ROFL ROFL ROFL. Quote of the week.
yeah, its a mini "America, the abridged version of history, in modern terms" soap opera, I loved it! Naughty Eggy!!
Bwahahahahaha, we did that to the Welsh.
The sad thing HB, is that just about everybody has done it to somebody else at some point.
I knew there was a reason my Welsh blood fled. The Irish side was potatoes or something. I sort of nodded off when my grandma told the story. She had a lot of long stories. Most involved the great depression and what they had to eat (flowers, rocks, trees).
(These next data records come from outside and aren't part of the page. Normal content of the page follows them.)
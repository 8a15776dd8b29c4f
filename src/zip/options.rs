use std::fmt;
use std::sync::Arc;

use super::cp437::decode_cp437;

/// Decoder for entry names that are not flagged as UTF-8.
pub type DecodeString = Arc<dyn Fn(&[u8]) -> String + Send + Sync>;

/// Parser configuration.
#[derive(Clone, Default)]
pub struct UnzipOptions {
    /// Log every decoded record at debug level.
    pub debug: bool,
    /// Announce every entry but discard its data.
    pub drain_all: bool,
    /// Replaces the built-in CP437 table for legacy names.
    pub decode_string: Option<DecodeString>,
}

impl UnzipOptions {
    pub fn new() -> Self {
        Self::default()
    }

    pub fn debug(mut self, debug: bool) -> Self {
        self.debug = debug;
        self
    }

    pub fn drain_all(mut self, drain_all: bool) -> Self {
        self.drain_all = drain_all;
        self
    }

    pub fn decode_string<F>(mut self, decoder: F) -> Self
    where
        F: Fn(&[u8]) -> String + Send + Sync + 'static,
    {
        self.decode_string = Some(Arc::new(decoder));
        self
    }

    /// Decode a name or symlink target.
    pub fn decode_name(&self, bytes: &[u8], is_utf8: bool) -> String {
        if is_utf8 {
            return String::from_utf8_lossy(bytes).into_owned();
        }
        match &self.decode_string {
            Some(decoder) => decoder(bytes),
            None => decode_cp437(bytes),
        }
    }
}

impl fmt::Debug for UnzipOptions {
    fn fmt(&self, f: &mut fmt::Formatter<'_>) -> fmt::Result {
        f.debug_struct("UnzipOptions")
            .field("debug", &self.debug)
            .field("drain_all", &self.drain_all)
            .field("decode_string", &self.decode_string.is_some())
            .finish()
    }
}

#[cfg(test)]
mod tests {
    use super::*;

    #[test]
    fn legacy_names_use_cp437_by_default() {
        let options = UnzipOptions::new();
        assert_eq!(options.decode_name(&[0x82, b'a'], false), "éa");
        assert_eq!(options.decode_name("é".as_bytes(), true), "é");
    }

    #[test]
    fn custom_decoder_only_for_legacy_names() {
        let options = UnzipOptions::new().decode_string(|bytes| format!("<{}>", bytes.len()));
        assert_eq!(options.decode_name(b"abc", false), "<3>");
        assert_eq!(options.decode_name(b"abc", true), "abc");
    }
}
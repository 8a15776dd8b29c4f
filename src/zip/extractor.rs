use anyhow::Result;
use async_trait::async_trait;
use log::warn;

use crate::io::ChunkSource;

use super::entry::{Entry, Event};
use super::error::UnzipError;
use super::options::UnzipOptions;
use super::parser::ZipStreamParser;

/// Input handed to the parser between two rounds of handler calls. Deflate
/// expands at most about 1:1032, which bounds the events queued per round.
const FEED_SIZE: usize = 4 * 1024;

/// Consumer of decoded entries.
///
/// Every call is awaited before the next chunk is read from the source, so
/// a slow consumer slows down intake instead of growing buffers.
#[async_trait]
pub trait EntryHandler: Send {
    /// A new entry starts.
    async fn on_entry(&mut self, entry: &Entry) -> Result<()>;

    /// Uncompressed bytes of entry `index`.
    async fn on_data(&mut self, index: usize, data: &[u8]) -> Result<()>;

    /// Entry `index` is complete.
    async fn on_end(&mut self, index: usize) -> Result<()>;

    /// Entry `index` was skipped. The stream continues.
    async fn on_entry_error(&mut self, index: usize, error: &UnzipError) -> Result<()> {
        warn!("skipping entry {index}: {error}");
        Ok(())
    }
}

/// Streaming ZIP extractor
pub struct StreamExtractor<S: ChunkSource> {
    source: S,
    parser: ZipStreamParser,
}

impl<S: ChunkSource> StreamExtractor<S> {
    pub fn new(source: S, options: UnzipOptions) -> Self {
        Self {
            source,
            parser: ZipStreamParser::new(options),
        }
    }

    /// Get a reference to the underlying source.
    pub fn source(&self) -> &S {
        &self.source
    }

    /// Number of entries announced so far.
    pub fn entries(&self) -> usize {
        self.parser.entries()
    }

    /// Read the whole source, passing every event to `handler`.
    ///
    /// Events produced before a fatal fault are still delivered, then the
    /// fault is returned.
    pub async fn run<H: EntryHandler + ?Sized>(&mut self, handler: &mut H) -> Result<()> {
        let mut events = Vec::new();

        while let Some(chunk) = self.source.next_chunk().await? {
            for piece in chunk.chunks(FEED_SIZE) {
                let result = self.parser.write(piece, &mut events);
                dispatch(&mut events, handler).await?;
                result?;
            }
        }

        let result = self.parser.finish(&mut events);
        dispatch(&mut events, handler).await?;
        result?;
        Ok(())
    }
}

async fn dispatch<H: EntryHandler + ?Sized>(events: &mut Vec<Event>, handler: &mut H) -> Result<()> {
    for event in events.drain(..) {
        match event {
            Event::Entry(entry) => handler.on_entry(&entry).await?,
            Event::Data { index, data } => handler.on_data(index, &data).await?,
            Event::End { index } => handler.on_end(index).await?,
            Event::EntryError { index, error } => handler.on_entry_error(index, &error).await?,
        }
    }
    Ok(())
}
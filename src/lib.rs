//! # zipstream
//!
//! A streaming unzip library and CLI.
//!
//! This library decodes ZIP archives that are only ever seen as a sequence
//! of byte chunks: an HTTP response body, a pipe, or incremental file reads.
//! It never seeks and never waits for the central directory; each entry is
//! announced as soon as its local header arrives and its uncompressed bytes
//! are emitted while the rest of the archive is still in flight.
//!
//! ## Features
//!
//! - Records split across chunks at any byte boundary
//! - Entries whose size is only known from a trailing data descriptor
//! - STORED and DEFLATE entries, inflated incrementally
//! - Path traversal protection for entry names
//! - Encrypted or unsupported entries reported per entry, without stopping
//!   the stream
//!
//! ## Example
//!
//! ```no_run
//! use zipstream::{Entry, EntryHandler, HttpStreamSource, StreamExtractor, UnzipOptions};
//!
//! struct Printer;
//!
//! #[async_trait::async_trait]
//! impl EntryHandler for Printer {
//!     async fn on_entry(&mut self, entry: &Entry) -> anyhow::Result<()> {
//!         println!("{}", entry.path);
//!         Ok(())
//!     }
//!     async fn on_data(&mut self, _index: usize, data: &[u8]) -> anyhow::Result<()> {
//!         println!("  {} bytes", data.len());
//!         Ok(())
//!     }
//!     async fn on_end(&mut self, _index: usize) -> anyhow::Result<()> {
//!         Ok(())
//!     }
//! }
//!
//! #[tokio::main]
//! async fn main() -> anyhow::Result<()> {
//!     let source = HttpStreamSource::new("https://example.com/archive.zip").await?;
//!     let mut extractor = StreamExtractor::new(source, UnzipOptions::new());
//!     extractor.run(&mut Printer).await
//! }
//! ```

pub mod cli;
pub mod io;
pub mod output;
pub mod zip;

pub use cli::Cli;
pub use io::{ChunkSource, HttpStreamSource, ReaderSource};
pub use zip::{
    Entry, EntryHandler, EntryKind, Event, ExtraFields, ParseState, StreamExtractor, Unsupported,
    UnzipError, UnzipOptions, ZipStreamParser,
};
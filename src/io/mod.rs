mod http;
mod local;

pub use http::HttpStreamSource;
pub use local::ReaderSource;

use anyhow::Result;
use async_trait::async_trait;

/// Default read size for sources that pick their own chunking
pub const DEFAULT_CHUNK_SIZE: usize = 64 * 1024;

/// Trait for forward-only sources delivering an archive in chunks
#[async_trait]
pub trait ChunkSource: Send {
    /// Read the next chunk, or `None` at the end of the stream
    async fn next_chunk(&mut self) -> Result<Option<Vec<u8>>>;
}

#[async_trait]
impl<S: ChunkSource + ?Sized> ChunkSource for Box<S> {
    async fn next_chunk(&mut self) -> Result<Option<Vec<u8>>> {
        (**self).next_chunk().await
    }
}
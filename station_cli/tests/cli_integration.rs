use assert_cmd::prelude::*;
use predicates::prelude::*;
use rstest::rstest;
use std::fs;
use std::path::PathBuf;
use std::process::Command;
use tempfile::tempdir;

// Build a minimal valid TOML config for the simulated board
fn write_valid_config(dir: &tempfile::TempDir) -> PathBuf {
    let toml = r#"
[station]
mains_hz = 50
policy = "interleave"
refresh_every = 25
report_every = 100

[timing]
settle_plain_us = 50
settle_bias_us = 300
settle_gain_us = 500
conversion_timeout_ms = 2

[pid]
kp = 8.0
ki = 0.4
kd = 0.0
i_limit = 60.0

[[channel]]
sensor = "thermocouple"
control = "pid"
presets = [300, 350, 400]

[[channel]]
sensor = "thermocouple"
control = "bangbang"

[idle]
setback_c = 100
setback_after_ms = 120000
standby_after_ms = 600000

[safety]
overcurrent_debounce_n = 2
"#;
    let path = dir.path().join("cfg.toml");
    fs::write(&path, toml).unwrap();
    path
}

#[rstest]
#[case(&["--help"], 0, "Usage:", "stdout")]
#[case(&["run", "--cycles", "40"], 0, "run complete", "stdout")]
#[case(&["run", "--cycles", "40", "--temp1", "350", "--temp2", "300"], 0, "run complete", "stdout")]
#[case(&["self-check"], 0, "self-check ok", "stdout")]
#[case(&["health"], 0, "ok", "stdout")]
fn cli_table_cases(
    #[case] args: &[&str],
    #[case] exit_code: i32,
    #[case] needle: &str,
    #[case] stream: &str,
) {
    let dir = tempdir().unwrap();
    let cfg = write_valid_config(&dir);

    let mut cmd = Command::cargo_bin("station").unwrap();

    // Always include a valid config to avoid relying on default path
    cmd.arg("--config").arg(&cfg);
    for a in args {
        cmd.arg(a);
    }

    let assert = cmd.assert().code(exit_code);
    match stream {
        "stdout" => {
            assert.stdout(predicate::str::contains(needle));
        }
        "stderr" => {
            assert.stderr(predicate::str::contains(needle));
        }
        other => panic!("unknown stream {other}"),
    }
}

#[test]
fn rejects_out_of_range_mains_frequency() {
    let dir = tempdir().unwrap();
    let path = dir.path().join("cfg.toml");
    fs::write(&path, "[station]\nmains_hz = 30\n").unwrap();

    Command::cargo_bin("station")
        .unwrap()
        .arg("--config")
        .arg(&path)
        .args(["run", "--cycles", "1"])
        .assert()
        .code(1)
        .stderr(predicate::str::contains("mains_hz"));
}

#[test]
fn missing_config_file_fails_with_path_in_message() {
    let dir = tempdir().unwrap();
    let path = dir.path().join("nope.toml");

    Command::cargo_bin("station")
        .unwrap()
        .arg("--config")
        .arg(&path)
        .arg("self-check")
        .assert()
        .code(1)
        .stderr(predicate::str::contains("nope.toml"));
}

#[test]
fn json_run_reports_completed_cycles() {
    let dir = tempdir().unwrap();
    let cfg = write_valid_config(&dir);

    let out = Command::cargo_bin("station")
        .unwrap()
        .arg("--config")
        .arg(&cfg)
        .arg("--json")
        .args(["run", "--cycles", "20"])
        .assert()
        .success()
        .get_output()
        .stdout
        .clone();

    let line = String::from_utf8(out).unwrap();
    let v: serde_json::Value = serde_json::from_str(line.trim()).unwrap();
    assert_eq!(v["status"], "complete");
    assert!(v["cycles_completed"].as_u64().unwrap() >= 20);
}

#[test]
fn calibration_csv_with_wrong_headers_is_rejected() {
    let dir = tempdir().unwrap();
    let cfg = write_valid_config(&dir);
    let csv = dir.path().join("cal.csv");
    fs::write(&csv, "mv,degc\n4.64,221.77\n5.81,296.06\n6.64,369.61\n").unwrap();

    Command::cargo_bin("station")
        .unwrap()
        .arg("--config")
        .arg(&cfg)
        .arg("--calibration")
        .arg(&csv)
        .args(["run", "--cycles", "1"])
        .assert()
        .code(1)
        .stderr(predicate::str::contains("measured,temperature"));
}
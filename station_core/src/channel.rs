//! Per-channel state machine tying a sensor model and a control law
//! to one heater output.

use tracing::{debug, warn};

use crate::controller::Controller;
use crate::sensor::SensorModel;

/// Settable temperature bounds in °C.
pub const MIN_TEMP: i32 = 100;
pub const MAX_TEMP: i32 = 450;
pub const PRESET_COUNT: usize = 3;

#[derive(Debug, Clone, Copy, PartialEq, Eq, Hash)]
pub enum ChannelId {
    One,
    Two,
}

impl ChannelId {
    pub const ALL: [ChannelId; 2] = [ChannelId::One, ChannelId::Two];

    pub fn index(self) -> usize {
        match self {
            ChannelId::One => 0,
            ChannelId::Two => 1,
        }
    }
}

impl std::fmt::Display for ChannelId {
    fn fmt(&self, f: &mut std::fmt::Formatter<'_>) -> std::fmt::Result {
        write!(f, "{}", self.index() + 1)
    }
}

#[derive(Debug, Clone, Copy, PartialEq, Eq)]
pub enum ChannelState {
    Off,
    /// No usable tip detected; controller disabled until one appears.
    NoTip,
    /// Overcurrent latch. Cleared only by an explicit re-enable.
    Overload,
    /// Long idle: heater off, target retained.
    Standby,
    /// Short idle: reduced target, heater still driven.
    Backoff,
    Active,
    /// Diagnostic mode driving a fixed duty, bypassing the controller.
    FixedPower,
}

impl ChannelState {
    /// Whether the heater hardware may follow the duty cycle. Every
    /// other state forces the duty to 0 and the switch open.
    pub fn permits_drive(self) -> bool {
        matches!(
            self,
            ChannelState::Active | ChannelState::Backoff | ChannelState::FixedPower
        )
    }
}

/// Idle-time setback thresholds for a channel in its holder.
#[derive(Debug, Clone, Copy, PartialEq)]
pub struct IdlePolicy {
    /// Degrees subtracted from the target while in `Backoff`.
    pub setback_c: i32,
    /// In-holder time before `Active` drops to `Backoff`.
    pub setback_after_ms: u64,
    /// In-holder time before the channel parks in `Standby`.
    pub standby_after_ms: u64,
}

impl Default for IdlePolicy {
    fn default() -> Self {
        Self {
            setback_c: 100,
            setback_after_ms: 120_000,
            standby_after_ms: 600_000,
        }
    }
}

#[derive(Debug)]
pub struct Channel {
    id: ChannelId,
    state: ChannelState,
    user_temperature_c: i32,
    current_temperature_c: f32,
    duty: u8,
    presets: [i32; PRESET_COUNT],
    preset: usize,
    modified: bool,
    sensor: SensorModel,
    controller: Controller,
    idle: IdlePolicy,
    idle_ms: u64,
    fixed_duty: u8,
}

impl Channel {
    pub fn new(
        id: ChannelId,
        sensor: SensorModel,
        controller: Controller,
        presets: [i32; PRESET_COUNT],
        idle: IdlePolicy,
    ) -> Self {
        let presets = presets.map(|p| p.clamp(MIN_TEMP, MAX_TEMP));
        Self {
            id,
            state: ChannelState::Off,
            user_temperature_c: presets[0],
            current_temperature_c: 0.0,
            duty: 0,
            presets,
            preset: 0,
            modified: false,
            sensor,
            controller,
            idle,
            idle_ms: 0,
            fixed_duty: 0,
        }
    }

    pub fn id(&self) -> ChannelId {
        self.id
    }

    pub fn state(&self) -> ChannelState {
        self.state
    }

    pub fn duty(&self) -> u8 {
        self.duty
    }

    pub fn current_temperature_c(&self) -> f32 {
        self.current_temperature_c
    }

    pub fn user_temperature_c(&self) -> i32 {
        self.user_temperature_c
    }

    pub fn preset_index(&self) -> usize {
        self.preset
    }

    pub fn is_modified(&self) -> bool {
        self.modified
    }

    pub fn sensor(&self) -> &SensorModel {
        &self.sensor
    }

    pub fn sensor_mut(&mut self) -> &mut SensorModel {
        &mut self.sensor
    }

    pub fn controller(&self) -> &Controller {
        &self.controller
    }

    /// Effective control target: the user temperature, lowered by the
    /// setback while backing off. Always within the settable range.
    pub fn target_temperature_c(&self) -> i32 {
        let t = match self.state {
            ChannelState::Backoff => self.user_temperature_c - self.idle.setback_c,
            _ => self.user_temperature_c,
        };
        t.clamp(MIN_TEMP, MAX_TEMP)
    }

    /// Turn the channel on. This is the only way out of `Overload`.
    pub fn enable(&mut self) {
        if !self.sensor.tip_present() {
            warn!(channel = %self.id, "enable with no tip");
            self.state = ChannelState::NoTip;
            self.controller.enable(false);
            return;
        }
        self.state = ChannelState::Active;
        self.idle_ms = 0;
        self.controller.set_target(self.target_temperature_c() as f32);
        self.controller.enable(true);
        debug!(channel = %self.id, target_c = self.user_temperature_c, "channel enabled");
    }

    pub fn disable(&mut self) {
        self.state = ChannelState::Off;
        self.controller.enable(false);
        self.controller.set_output(0.0);
        self.duty = 0;
    }

    pub fn set_user_temperature(&mut self, temp_c: i32) {
        self.user_temperature_c = temp_c.clamp(MIN_TEMP, MAX_TEMP);
        self.modified = self.user_temperature_c != self.presets[self.preset];
    }

    pub fn select_preset(&mut self, index: usize) {
        let index = index.min(PRESET_COUNT - 1);
        self.preset = index;
        self.user_temperature_c = self.presets[index];
        self.modified = false;
    }

    /// Store the current user temperature into the active preset slot.
    pub fn store_preset(&mut self) {
        self.presets[self.preset] = self.user_temperature_c;
        self.modified = false;
    }

    pub fn presets(&self) -> [i32; PRESET_COUNT] {
        self.presets
    }

    /// Swap in a new tip's sensor model and control law, e.g. after a
    /// tool change. A dummy sensor parks the channel in `NoTip`.
    pub fn set_tip(&mut self, sensor: SensorModel, controller: Controller) {
        self.sensor = sensor;
        self.controller = controller;
        if self.state != ChannelState::Off {
            if self.sensor.tip_present() {
                self.enable();
            } else {
                self.state = ChannelState::NoTip;
                self.duty = 0;
            }
        }
    }

    /// Latch the overcurrent state. Controller output is zeroed so a
    /// later re-enable starts from a safe operating point.
    pub fn trip_overload(&mut self) {
        warn!(channel = %self.id, "overcurrent trip");
        self.state = ChannelState::Overload;
        self.controller.enable(false);
        self.controller.set_output(0.0);
        self.duty = 0;
    }

    pub fn enter_fixed_power(&mut self, duty: u8) {
        if matches!(self.state, ChannelState::Active | ChannelState::Standby) {
            self.fixed_duty = duty.min(100);
            self.state = ChannelState::FixedPower;
            self.controller.enable(false);
        }
    }

    pub fn leave_fixed_power(&mut self) {
        if self.state == ChannelState::FixedPower {
            self.enable();
        }
    }

    /// Advance the idle clock. `in_holder` comes from the tool-rest
    /// switch; time out of the holder resets the clock and wakes the
    /// channel back to `Active`.
    pub fn update_idle(&mut self, in_holder: bool, elapsed_ms: u64) {
        match self.state {
            ChannelState::Active | ChannelState::Backoff | ChannelState::Standby => {}
            _ => return,
        }
        if !in_holder {
            self.idle_ms = 0;
            if self.state != ChannelState::Active {
                debug!(channel = %self.id, "waking from idle setback");
                self.state = ChannelState::Active;
                self.controller.enable(true);
            }
            return;
        }
        self.idle_ms = self.idle_ms.saturating_add(elapsed_ms);
        if self.idle_ms >= self.idle.standby_after_ms {
            if self.state != ChannelState::Standby {
                debug!(channel = %self.id, "long idle, parking in standby");
                self.state = ChannelState::Standby;
                self.controller.enable(false);
            }
        } else if self.idle_ms >= self.idle.setback_after_ms
            && self.state == ChannelState::Active
        {
            debug!(channel = %self.id, "idle setback");
            self.state = ChannelState::Backoff;
        }
    }

    /// One control step: refresh the temperature, run the law, and
    /// derive the duty under the drive policy.
    pub fn run_control(&mut self) {
        self.current_temperature_c = self.sensor.temperature_c();

        if !self.sensor.tip_present() {
            if self.state != ChannelState::Off && self.state != ChannelState::Overload {
                if self.state != ChannelState::NoTip {
                    warn!(channel = %self.id, "tip removed");
                }
                self.state = ChannelState::NoTip;
                self.controller.enable(false);
            }
        } else if self.state == ChannelState::NoTip {
            // Tool plugged back in: resume where the user left off.
            self.enable();
        }

        self.controller.set_target(self.target_temperature_c() as f32);
        let output = self.controller.new_sample(self.current_temperature_c);
        self.controller.report(self.current_temperature_c);

        self.duty = if self.state.permits_drive() {
            match self.state {
                ChannelState::FixedPower => self.fixed_duty,
                _ => output.clamp(0.0, 100.0).round() as u8,
            }
        } else {
            0
        };
    }
}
@Dio: Aye, sad thing indeed. It's one of the reason I think if there are any alien cultures out there, they won't be coming in peace :-/
@Adric: The Irish pioneered the art of rock eating, the Welsh the art of general misery, the Scots violence. I love being British
I don’t get how the Irish have such great PR. I could go right and buy “KISS ME, I AM IRISH!” and other idiot shirts with no problem. If I wanted to show the Welsh off I would be fucked. It’s as if I am meant to hide it.
I’ve started Welsh Awareness Day but after I mention Cardiff and Doctor Who/Torchwood I am into the stories of my dad’s side of the family and doing the cause little good. Except making it clear they aren’t people to start a fight with unless you want to get knifed.